Extract from the entries below, exactly as given, only the lines from the line containing "summary.applied += 1;" to the line containing "let mut items = self.items.get_all().await?;", both lines included.

▸ **Raw data**
________

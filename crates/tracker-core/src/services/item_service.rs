//! Item operations shared by every client.
//!
//! Each local mutation writes the canonical store first and then enqueues
//! the resulting state for delivery, so the store always reflects user
//! intent even while the remote is unreachable.

use std::path::Path;
use std::sync::Arc;
use std::time::Duration;

use serde_json::Value;

use crate::config::SyncOptions;
use crate::db::{Database, ItemStore, KeyValueStore, OutboundQueue};
use crate::error::{Error, Result};
use crate::export::{self, ExportFormat};
use crate::models::{Item, ItemDraft, ItemId, QueueEntry, Status};
use crate::search::{ItemFilter, ItemSort};
use crate::sync::{CycleOutcome, RemoteClient, RemoteStats, Scheduler, SyncEngine};
use crate::util::{normalize_text_option, now_millis};

/// Page size for `getItems`
pub const PULL_PAGE_SIZE: usize = 1000;
/// Most pages fetched by one pull
pub const PULL_MAX_PAGES: usize = 10;
/// Snooze length when none is given
pub const DEFAULT_SNOOZE: Duration = Duration::from_secs(60 * 60);

/// Metadata suggested by an enrichment provider
#[derive(Debug, Clone, Default, PartialEq, Eq)]
pub struct Enrichment {
    pub genre: Option<String>,
    pub streaming_availability: Option<String>,
}

/// Result of importing an export file
#[derive(Debug, Clone, Copy, Default, PartialEq, Eq)]
pub struct ImportSummary {
    /// Entries written to the store
    pub applied: usize,
    /// Entries ignored because the stored copy was newer
    pub kept_existing: usize,
    /// Entries that could not be read as items
    pub skipped: usize,
}

pub struct ItemService<S> {
    kv: Arc<S>,
    items: ItemStore<S>,
    scheduler: Scheduler<S>,
}

impl ItemService<Database> {
    /// Open a service backed by a database file, creating parent directories.
    pub async fn open_path(db_path: impl AsRef<Path>) -> Result<Self> {
        let db_path = db_path.as_ref();
        if let Some(parent) = db_path.parent() {
            std::fs::create_dir_all(parent)?;
        }
        let db = Database::open(db_path).await?;
        Ok(Self::new(Arc::new(db)))
    }

    /// Open an in-memory service (primarily for tests).
    pub async fn open_in_memory() -> Result<Self> {
        Ok(Self::new(Arc::new(Database::open_in_memory().await?)))
    }
}

impl<S: KeyValueStore> ItemService<S> {
    pub fn new(kv: Arc<S>) -> Self {
        let queue = Arc::new(OutboundQueue::new(Arc::clone(&kv)));
        let engine = SyncEngine::new(Arc::clone(&kv), queue);
        Self {
            items: ItemStore::new(Arc::clone(&kv)),
            scheduler: Scheduler::new(engine),
            kv,
        }
    }

    pub const fn scheduler(&self) -> &Scheduler<S> {
        &self.scheduler
    }

    pub fn queue(&self) -> &OutboundQueue<S> {
        self.scheduler.queue()
    }

    pub async fn load_options(&self) -> Result<SyncOptions> {
        SyncOptions::load(self.kv.as_ref()).await
    }

    pub async fn save_options(&self, options: &SyncOptions) -> Result<()> {
        options.save(self.kv.as_ref()).await
    }

    /// Create an item from user input.
    pub async fn add_item(&self, draft: ItemDraft) -> Result<Item> {
        if draft.title.trim().is_empty() {
            return Err(Error::InvalidInput("Item title cannot be empty".to_string()));
        }
        let item = draft.into_item(now_millis());
        self.commit(item).await
    }

    /// Store an edited item, stamping it as the newest version.
    pub async fn save_item(&self, mut item: Item) -> Result<Item> {
        if item.title.trim().is_empty() {
            return Err(Error::InvalidInput("Item title cannot be empty".to_string()));
        }
        let stored = self.items.get(&item.id).await?;
        item.touch(write_stamp(stored.as_ref()));
        self.commit(item).await
    }

    /// Queue a remote delete, then drop the local copy.
    pub async fn delete_item(&self, id: &ItemId) -> Result<()> {
        if self.items.get(id).await?.is_none() {
            return Err(Error::NotFound(id.to_string()));
        }
        self.queue().enqueue(QueueEntry::delete(id.clone())).await?;
        self.items.remove(id).await?;
        tracing::debug!("Deleted item {id}");
        Ok(())
    }

    pub async fn set_status(&self, id: &ItemId, status: Status) -> Result<Item> {
        self.modify(id, |item, now| item.set_status(status, now))
            .await
    }

    /// Complete an item and clear its reminder.
    pub async fn mark_done(&self, id: &ItemId) -> Result<Item> {
        self.modify(id, Item::mark_done).await
    }

    /// Push the reminder `duration` into the future.
    pub async fn snooze_reminder(&self, id: &ItemId, duration: Option<Duration>) -> Result<Item> {
        let duration = duration.unwrap_or(DEFAULT_SNOOZE);
        let until = i64::try_from(duration.as_millis())
            .ok()
            .and_then(|millis| now_millis().checked_add(millis))
            .ok_or_else(|| Error::InvalidInput("Snooze duration is too long".to_string()))?;
        self.modify(id, move |item, stamp| item.snooze_until(until, stamp))
            .await
    }

    /// Merge non-empty enrichment fields into the item.
    pub async fn apply_enrichment(&self, id: &ItemId, enrichment: Enrichment) -> Result<Item> {
        let fields = [
            ("genre", enrichment.genre),
            ("streaming_availability", enrichment.streaming_availability),
        ];
        self.modify(id, move |item, now| {
            for (key, value) in fields {
                if let Some(value) = normalize_text_option(value) {
                    item.extra.insert(key.to_string(), Value::String(value));
                }
            }
            item.touch(now);
        })
        .await
    }

    pub async fn list_items(&self, filter: &ItemFilter, sort: ItemSort) -> Result<Vec<Item>> {
        let mut items = filter.apply(self.items.get_all().await?);
        sort.sort(&mut items);
        Ok(items)
    }

    pub async fn get_item(&self, id: &ItemId) -> Result<Option<Item>> {
        self.items.get(id).await
    }

    /// Find an item by full id or unique id prefix.
    pub async fn resolve_item(&self, id_or_prefix: &str) -> Result<Item> {
        let needle = id_or_prefix.trim();
        if needle.is_empty() {
            return Err(Error::InvalidInput("Item id cannot be empty".to_string()));
        }

        let items = self.items.get_all().await?;
        if let Some(item) = items.iter().find(|item| item.id.as_str() == needle) {
            return Ok(item.clone());
        }

        let mut matches = items
            .into_iter()
            .filter(|item| item.id.as_str().starts_with(needle));
        match (matches.next(), matches.next()) {
            (Some(item), None) => Ok(item),
            (Some(_), Some(_)) => Err(Error::InvalidInput(format!(
                "Ambiguous id prefix '{needle}'"
            ))),
            (None, _) => Err(Error::NotFound(needle.to_string())),
        }
    }

    /// Items whose reminder is still ahead of `now`, soonest first.
    pub async fn upcoming_reminders(&self, now: i64) -> Result<Vec<Item>> {
        let mut items: Vec<Item> = self
            .items
            .get_all()
            .await?
            .into_iter()
            .filter(|item| item.upcoming_reminder(now).is_some())
            .collect();
        items.sort_by_key(|item| item.reminder_time);
        Ok(items)
    }

    /// Run one sync cycle now.
    pub async fn sync_now(&self) -> Result<CycleOutcome> {
        self.scheduler.run_sync_cycle().await
    }

    /// Replace the local store with every item on the remote.
    pub async fn pull_all(&self) -> Result<usize> {
        let client = self.remote_client().await?;
        let mut pulled = Vec::new();
        for index in 0..PULL_MAX_PAGES {
            let page = client
                .get_items_page(PULL_PAGE_SIZE, index * PULL_PAGE_SIZE)
                .await?;
            let short_page = page.rows < PULL_PAGE_SIZE;
            pulled.extend(page.items);
            if short_page {
                break;
            }
        }

        let count = self.items.replace_all(pulled).await?;
        tracing::info!("Pulled {count} items from remote");
        Ok(count)
    }

    pub async fn remote_stats(&self) -> Result<RemoteStats> {
        Ok(self.remote_client().await?.get_stats().await?)
    }

    /// Ask the remote to archive old rows; returns its message.
    pub async fn trigger_archive(&self) -> Result<String> {
        Ok(self.remote_client().await?.trigger_archive().await?)
    }

    /// Merge items from an export file into the local store. Imported items
    /// are not queued for delivery.
    pub async fn import_items(&self, raw: &str) -> Result<ImportSummary> {
        let parsed = export::parse_import(raw)?;
        let mut summary = ImportSummary {
            skipped: parsed.skipped,
            ..ImportSummary::default()
        };
        for item in parsed.items {
            if self.items.upsert(item).await? {
                summary.applied += 1;
            } else {
                summary.kept_existing += 1;
            }
        }
        Ok(summary)
    }

    /// Render every item in the given export format.
    pub async fn export_items(&self, format: ExportFormat) -> Result<String> {
        let mut items = self.items.get_all().await?;
        ItemSort::CreatedAsc.sort(&mut items);
        Ok(export::render_items_export(&items, format)?)
    }

    async fn remote_client(&self) -> Result<RemoteClient> {
        let options = self.load_options().await?;
        RemoteClient::from_options(&options)?.ok_or(Error::NotConfigured)
    }

    async fn modify<F>(&self, id: &ItemId, change: F) -> Result<Item>
    where
        F: FnOnce(&mut Item, i64),
    {
        let mut item = self
            .items
            .get(id)
            .await?
            .ok_or_else(|| Error::NotFound(id.to_string()))?;
        let stamp = write_stamp(Some(&item));
        change(&mut item, stamp);
        self.commit(item).await
    }

    /// Store the item, then queue it. Nothing is queued if the store kept a
    /// newer copy.
    async fn commit(&self, item: Item) -> Result<Item> {
        if !self.items.upsert(item.clone()).await? {
            return Err(Error::Conflict(item.id.to_string()));
        }
        self.queue().enqueue(QueueEntry::upsert(item.clone())).await?;
        Ok(item)
    }
}

/// `updated_at` for a local write over `stored`. Normally the wall clock,
/// but always past the stored stamp so a copy written by a device whose
/// clock runs ahead cannot shadow the edit.
fn write_stamp(stored: Option<&Item>) -> i64 {
    let now = now_millis();
    stored
        .and_then(|item| item.updated_at)
        .map_or(now, |updated_at| now.max(updated_at.saturating_add(1)))
}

________

▸ **Solution for this task**
                summary.applied += 1;
            } else {
                summary.kept_existing += 1;
            }
        }
        Ok(summary)
    }

    /// Render every item in the given export format.
    pub async fn export_items(&self, format: ExportFormat) -> Result<String> {
        let mut items = self.items.get_all().await?;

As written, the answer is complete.